**Exercise objective:** In the lines below, count those containing the word "impl" and give the number alone.

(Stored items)
Segment Open

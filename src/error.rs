//! Error types for the gateway client and the REST backend.

use axum::Json;
use axum::http::StatusCode;
use axum::response::{IntoResponse, Response};
use serde_json::json;
use thiserror::Error;

/// Failures talking to the stock API.
#[derive(Debug, Error, Clone, PartialEq)]
pub enum GatewayError {
    /// The symbol does not exist upstream.
    #[error("{0}")]
    NotFound(String),

    /// Upstream refused the request because of its quota.
    #[error("Rate limited: {0}")]
    RateLimited(String),

    /// No response was received.
    #[error("Network error: {0}")]
    Network(String),

    #[error("Server error ({status}): {message}")]
    Server { status: u16, message: String },

    #[error("Invalid request: {0}")]
    Validation(String),

    /// Any other non-success status, carrying the upstream error text.
    #[error("{error} (status {status})")]
    Status { error: String, status: u16 },

    #[error("Invalid response: {0}")]
    Decode(String),
}

impl GatewayError {
    /// HTTP status associated with the failure, when there was a response.
    pub fn status(&self) -> Option<u16> {
        match self {
            GatewayError::NotFound(_) => Some(404),
            GatewayError::RateLimited(_) => Some(429),
            GatewayError::Validation(_) => Some(400),
            GatewayError::Server { status, .. } | GatewayError::Status { status, .. } => {
                Some(*status)
            }
            GatewayError::Network(_) | GatewayError::Decode(_) => None,
        }
    }

    /// Text suitable for showing in a slice or page error.
    pub fn user_message(&self) -> String {
        match self {
            GatewayError::NotFound(message)
            | GatewayError::RateLimited(message)
            | GatewayError::Validation(message) => message.clone(),
            GatewayError::Status { error, .. } => error.clone(),
            other => other.to_string(),
        }
    }
}

/// Errors returned by the REST handlers, rendered as `{"message": ...}`.
#[derive(Debug, Error)]
pub enum ApiError {
    #[error("{0}")]
    NotFound(String),

    #[error("{0}")]
    Validation(String),
}

impl IntoResponse for ApiError {
    fn into_response(self) -> Response {
        let status = match self {
            ApiError::NotFound(_) => StatusCode::NOT_FOUND,
            ApiError::Validation(_) => StatusCode::BAD_REQUEST,
        };
        (status, Json(json!({ "message": self.to_string() }))).into_response()
    }
}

Segment Closed

**Completed task:** 2